Perché il Coronavirus fa paura?
Farsi coinvolgere dalla paura del Coronavirus può essere travolgente e degenerare in una sorta di contagio sociale e di regressione deresponsabilizzante alla ricerca del colpevole e del capro espiatorio, che ci allontanerebbe dalla possibilità di utilizzare i nostri strumenti razionali per creare una condizione di prevenzione e sicurezza.
Il motivo per cui la febbre spagnola ha fatto decine di milioni di morti è stata la mancanza di informazione. I giornali e i governi non diedero notizie del virus e della sua propagazione.

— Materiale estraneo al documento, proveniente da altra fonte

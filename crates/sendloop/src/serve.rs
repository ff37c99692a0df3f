// SPDX-FileCopyrightText: 2026 Sendloop Contributors
// SPDX-License-Identifier: MIT OR Apache-2.0

//! `sendloop serve` command implementation.
//!
//! Wires the engine together: SQLite storage, the Anthropic completion
//! provider, the WhatsApp Cloud API and Telegram bot connectors, the session
//! manager with its inbound router, and the schedule dispatcher loop.
//! Supports graceful shutdown via signal handlers.

use std::sync::Arc;

use sendloop_anthropic::AnthropicCompleter;
use sendloop_config::model::SendloopConfig;
use sendloop_core::{ChannelConnector, CompletionProvider, SendloopError};
use sendloop_engine::{InboundRouter, ScheduleDispatcher, SessionManager};
use sendloop_storage::Store;
use sendloop_telegram::TelegramBotConnector;
use sendloop_whatsapp::WhatsappConnector;
use tracing::info;

use crate::shutdown;

/// Runs the `sendloop serve` command.
pub async fn run_serve(config: SendloopConfig) -> Result<(), SendloopError> {
    init_tracing(&config.engine.log_level);

    info!("starting sendloop serve");

    let store =
        Store::open_with(&config.storage.database_path, config.storage.wal_mode).await?;

    // Crash recovery: jobs left running by a previous process are terminal.
    let recovered = store.recover_interrupted_jobs().await?;
    if recovered > 0 {
        info!(jobs = recovered, "interrupted jobs marked failed");
    }

    let completer: Arc<dyn CompletionProvider> =
        Arc::new(AnthropicCompleter::from_config(&config.anthropic)?);
    let router = InboundRouter::new(store.clone(), completer, config.router.clone());

    let connectors: Vec<Arc<dyn ChannelConnector>> = vec![
        Arc::new(TelegramBotConnector::new()),
        Arc::new(WhatsappConnector::new(config.whatsapp.clone())),
    ];
    let sessions = SessionManager::new(
        store.clone(),
        connectors,
        router,
        config.session.clone(),
    );

    // Reconnect every tenant that was active before the restart.
    sessions.restore_persisted().await;

    let cancel = shutdown::install_signal_handler();

    let scheduler = ScheduleDispatcher::new(
        store.clone(),
        sessions.clone(),
        config.dispatcher.clone(),
    );
    info!(
        poll_interval_secs = config.dispatcher.poll_interval_secs,
        "schedule dispatcher starting"
    );
    scheduler.run(cancel).await;

    sessions.shutdown().await;
    store.close().await?;

    info!("sendloop serve shutdown complete");
    Ok(())
}

fn init_tracing(log_level: &str) {
    use tracing_subscriber::EnvFilter;

    let filter = EnvFilter::try_from_default_env()
        .unwrap_or_else(|_| EnvFilter::new(format!("sendloop={log_level},warn")));

    tracing_subscriber::fmt()
        .with_env_filter(filter)
        .with_target(true)
        .with_thread_names(false)
        .init();
}
// SPDX-FileCopyrightText: 2026 Sendloop Contributors
// SPDX-License-Identifier: MIT OR Apache-2.0

//! Tenant session persistence.
//!
//! One row per (tenant, channel). `upsert_credentials` is the only write path
//! that stores login material; the UNIQUE constraint guarantees a second
//! login for the same pair updates in place instead of inserting a sibling.

use rusqlite::params;
use sendloop_core::{Channel, SendloopError, TenantId};
use uuid::Uuid;

use crate::database::Database;
use crate::models::TenantSessionRow;

/// Persist credentials after a login completes, activating the session.
pub async fn upsert_credentials(
    db: &Database,
    tenant: &TenantId,
    channel: Channel,
    credentials: &str,
) -> Result<(), SendloopError> {
    let id = Uuid::new_v4().to_string();
    let tenant = tenant.as_str().to_string();
    let channel = channel.to_string();
    let credentials = credentials.to_string();
    db.connection()
        .call(move |conn| {
            conn.execute(
                "INSERT INTO tenant_sessions (id, tenant_id, channel, credentials, is_active, last_sync_at)
                 VALUES (?1, ?2, ?3, ?4, 1, strftime('%Y-%m-%dT%H:%M:%fZ', 'now'))
                 ON CONFLICT (tenant_id, channel) DO UPDATE SET
                     credentials = excluded.credentials,
                     is_active = 1,
                     last_sync_at = excluded.last_sync_at,
                     updated_at = strftime('%Y-%m-%dT%H:%M:%fZ', 'now')",
                params![id, tenant, channel, credentials],
            )?;
            Ok(())
        })
        .await
        .map_err(crate::database::map_tr_err)
}

/// Get the persisted session for a tenant on a channel, if any.
pub async fn get_session(
    db: &Database,
    tenant: &TenantId,
    channel: Channel,
) -> Result<Option<TenantSessionRow>, SendloopError> {
    let tenant = tenant.as_str().to_string();
    let channel = channel.to_string();
    db.connection()
        .call(move |conn| {
            let mut stmt = conn.prepare(
                "SELECT id, tenant_id, channel, credentials, is_active, last_sync_at,
                        created_at, updated_at
                 FROM tenant_sessions WHERE tenant_id = ?1 AND channel = ?2",
            )?;
            let result = stmt.query_row(params![tenant, channel], row_to_session);
            match result {
                Ok(row) => Ok(Some(row)),
                Err(rusqlite::Error::QueryReturnedNoRows) => Ok(None),
                Err(e) => Err(e.into()),
            }
        })
        .await
        .map_err(crate::database::map_tr_err)
}

/// Mark a session inactive. The credentials stay on the row so a later start
/// can attempt a restore.
pub async fn deactivate(
    db: &Database,
    tenant: &TenantId,
    channel: Channel,
) -> Result<(), SendloopError> {
    let tenant = tenant.as_str().to_string();
    let channel = channel.to_string();
    db.connection()
        .call(move |conn| {
            conn.execute(
                "UPDATE tenant_sessions SET is_active = 0,
                 updated_at = strftime('%Y-%m-%dT%H:%M:%fZ', 'now')
                 WHERE tenant_id = ?1 AND channel = ?2",
                params![tenant, channel],
            )?;
            Ok(())
        })
        .await
        .map_err(crate::database::map_tr_err)
}

/// All active sessions, for restore-at-boot.
pub async fn list_active(db: &Database) -> Result<Vec<TenantSessionRow>, SendloopError> {
    db.connection()
        .call(move |conn| {
            let mut stmt = conn.prepare(
                "SELECT id, tenant_id, channel, credentials, is_active, last_sync_at,
                        created_at, updated_at
                 FROM tenant_sessions WHERE is_active = 1 ORDER BY tenant_id, channel",
            )?;
            let rows = stmt.query_map([], row_to_session)?;
            let mut sessions = Vec::new();
            for row in rows {
                sessions.push(row?);
            }
            Ok(sessions)
        })
        .await
        .map_err(crate::database::map_tr_err)
}

fn row_to_session(row: &rusqlite::Row<'_>) -> Result<TenantSessionRow, rusqlite::Error> {
    Ok(TenantSessionRow {
        id: row.get(0)?,
        tenant_id: row.get(1)?,
        channel: row.get(2)?,
        credentials: row.get(3)?,
        is_active: row.get::<_, i64>(4)? != 0,
        last_sync_at: row.get(5)?,
        created_at: row.get(6)?,
        updated_at: row.get(7)?,
    })
}

#[cfg(test)]
mod tests {
    use super::*;
    use tempfile::tempdir;

    async fn setup_db() -> (Database, tempfile::TempDir) {
        let dir = tempdir().unwrap();
        let db_path = dir.path().join("test.db");
        let db = Database::open(db_path.to_str().unwrap()).await.unwrap();
        (db, dir)
    }

    #[tokio::test]
    async fn upsert_then_get_roundtrips() {
        let (db, _dir) = setup_db().await;
        let tenant = TenantId::from("acme");

        upsert_credentials(&db, &tenant, Channel::TelegramBot, "token-1")
            .await
            .unwrap();

        let row = get_session(&db, &tenant, Channel::TelegramBot)
            .await
            .unwrap()
            .unwrap();
        assert_eq!(row.tenant_id, "acme");
        assert_eq!(row.channel, "telegram-bot");
        assert_eq!(row.credentials.as_deref(), Some("token-1"));
        assert!(row.is_active);
        assert!(row.last_sync_at.is_some());

        db.close().await.unwrap();
    }

    #[tokio::test]
    async fn second_login_updates_in_place() {
        let (db, _dir) = setup_db().await;
        let tenant = TenantId::from("acme");

        upsert_credentials(&db, &tenant, Channel::Whatsapp, "creds-old")
            .await
            .unwrap();
        upsert_credentials(&db, &tenant, Channel::Whatsapp, "creds-new")
            .await
            .unwrap();

        // Exactly one row for the pair, holding the latest credentials.
        let count: i64 = db
            .connection()
            .call(|conn| -> Result<i64, tokio_rusqlite::Error> {
                let n = conn.query_row(
                    "SELECT COUNT(*) FROM tenant_sessions WHERE tenant_id = 'acme' AND channel = 'whatsapp'",
                    [],
                    |row| row.get(0),
                )?;
                Ok(n)
            })
            .await
            .unwrap();
        assert_eq!(count, 1);

        let row = get_session(&db, &tenant, Channel::Whatsapp)
            .await
            .unwrap()
            .unwrap();
        assert_eq!(row.credentials.as_deref(), Some("creds-new"));

        db.close().await.unwrap();
    }

    #[tokio::test]
    async fn deactivate_keeps_credentials() {
        let (db, _dir) = setup_db().await;
        let tenant = TenantId::from("acme");

        upsert_credentials(&db, &tenant, Channel::TelegramBot, "token")
            .await
            .unwrap();
        deactivate(&db, &tenant, Channel::TelegramBot).await.unwrap();

        let row = get_session(&db, &tenant, Channel::TelegramBot)
            .await
            .unwrap()
            .unwrap();
        assert!(!row.is_active);
        assert_eq!(row.credentials.as_deref(), Some("token"));

        db.close().await.unwrap();
    }

    #[tokio::test]
    async fn list_active_skips_deactivated() {
        let (db, _dir) = setup_db().await;

        upsert_credentials(&db, &TenantId::from("a"), Channel::TelegramBot, "t1")
            .await
            .unwrap();
        upsert_credentials(&db, &TenantId::from("b"), Channel::Whatsapp, "t2")
            .await
            .unwrap();
        deactivate(&db, &TenantId::from("a"), Channel::TelegramBot)
            .await
            .unwrap();

        let active = list_active(&db).await.unwrap();
        assert_eq!(active.len(), 1);
        assert_eq!(active[0].tenant_id, "b");

        db.close().await.unwrap();
    }

    #[tokio::test]
    async fn same_tenant_different_channels_coexist() {
        let (db, _dir) = setup_db().await;
        let tenant = TenantId::from("acme");

        upsert_credentials(&db, &tenant, Channel::TelegramBot, "t")
            .await
            .unwrap();
        upsert_credentials(&db, &tenant, Channel::Whatsapp, "w")
            .await
            .unwrap();

        let active = list_active(&db).await.unwrap();
        assert_eq!(active.len(), 2);

        db.close().await.unwrap();
    }
}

Di certo a noi questo non è accaduto, il rischio semmai è quello delle fake news o della indigestione di dati e notizie.
Cosa ci serve per affrontare la paura del Coronavirus?
Ci serve, innanzitutto, il buon senso di accogliere la nostra paura o preoccupazione: ci troviamo di fronte ad un’esperienza nuova, è del tutto normale sentirsi al di fuori della tanto citata “zona di confort”.
Come abbiamo visto, poi, la paura è adattiva, ci serve per sopravvivere, ma se la risposta è sproporzionata si rischia di perdere la capacità di valutazione dei rischi e di assumere comportamenti non funzionali alla prevenzione o alla cura.
Come affrontare la paura da Coronavirus?
Usando nella nostra quotidianità alcune parole chiave:
FIDUCIA, RIFLESSIONE, BUONE RELAZIONI, BUONA INFORMAZIONE, CONRONTO, DIALOGO, ASCOLTO.
Sarà necessario nelle prossime settimana ascoltare i consigli pratici e ufficiali dei sanitari , ma anche accettare l’insicurezza, confortati dai nostri affetti più cari e dai nostri amici più stretti.
Il confronto e il ragionamento rappresentano i migliori antidoti per comprendere i rischi reali e la possibilità di difendersi, senza rinunciare ad una giusta dose di timore, che ci consente di stare con gli occhi aperti.